Prompt: Please return the records below exactly as they stand.

Collected data entries
──────

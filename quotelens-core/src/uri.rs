//! Document URI decomposition
//!
//! Document URIs have the fixed shape `git://repo?revision#path`. The
//! repo component scopes searches when the backend is not a private
//! instance; revision and path are carried through untouched.

use crate::error::QuotelensError;
use serde::{Deserialize, Serialize};
use std::fmt;
use std::str::FromStr;

#[derive(Debug, Clone, PartialEq, Eq, Serialize, Deserialize)]
pub struct DocumentUri {
    pub repo: String,
    pub revision: String,
    pub path: String,
}

impl DocumentUri {
    /// Parse `git://repo?revision#path`, failing with a format error
    /// when the scheme prefix or either separator is missing.
    pub fn parse(uri: &str) -> crate::Result<Self> {
        let malformed = || QuotelensError::UriFormat(uri.to_string());

        let rest = uri.strip_prefix("git://").ok_or_else(malformed)?;
        let (repo, rev_path) = rest.split_once('?').ok_or_else(malformed)?;
        let (revision, path) = rev_path.split_once('#').ok_or_else(malformed)?;

        Ok(Self {
            repo: repo.to_string(),
            revision: revision.to_string(),
            path: path.to_string(),
        })
    }
}

impl fmt::Display for DocumentUri {
    fn fmt(&self, f: &mut fmt::Formatter<'_>) -> fmt::Result {
        write!(f, "git://{}?{}#{}", self.repo, self.revision, self.path)
    }
}

impl FromStr for DocumentUri {
    type Err = QuotelensError;

    fn from_str(s: &str) -> Result<Self, Self::Err> {
        Self::parse(s)
    }
}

──────

Written solution:
filename quotelens-core/src/uri.rs
//! Document URI decomposition
//!
//! Document URIs have the fixed shape `git://repo?revision#path`. The
//! repo component scopes searches when the backend is not a private
//! instance; revision and path are carried through untouched.

use crate::error::QuotelensError;
use serde::{Deserialize, Serialize};
use std::fmt;
use std::str::FromStr;

#[derive(Debug, Clone, PartialEq, Eq, Serialize, Deserialize)]
pub struct DocumentUri {
    pub repo: String,
    pub revision: String,
    pub path: String,
}

impl DocumentUri {
    /// Parse `git://repo?revision#path`, failing with a format error
    /// when the scheme prefix or either separator is missing.
    pub fn parse(uri: &str) -> crate::Result<Self> {
        let malformed = || QuotelensError::UriFormat(uri.to_string());

        let rest = uri.strip_prefix("git://").ok_or_else(malformed)?;
        let (repo, rev_path) = rest.split_once('?').ok_or_else(malformed)?;
        let (revision, path) = rev_path.split_once('#').ok_or_else(malformed)?;

        Ok(Self {
            repo: repo.to_string(),
            revision: revision.to_string(),
            path: path.to_string(),
        })
    }
}

impl fmt::Display for DocumentUri {
    fn fmt(&self, f: &mut fmt::Formatter<'_>) -> fmt::Result {
        write!(f, "git://{}?{}#{}", self.repo, self.revision, self.path)
    }
}

impl FromStr for DocumentUri {
    type Err = QuotelensError;

    fn from_str(s: &str) -> Result<Self, Self::Err> {
        Self::parse(s)
    }
}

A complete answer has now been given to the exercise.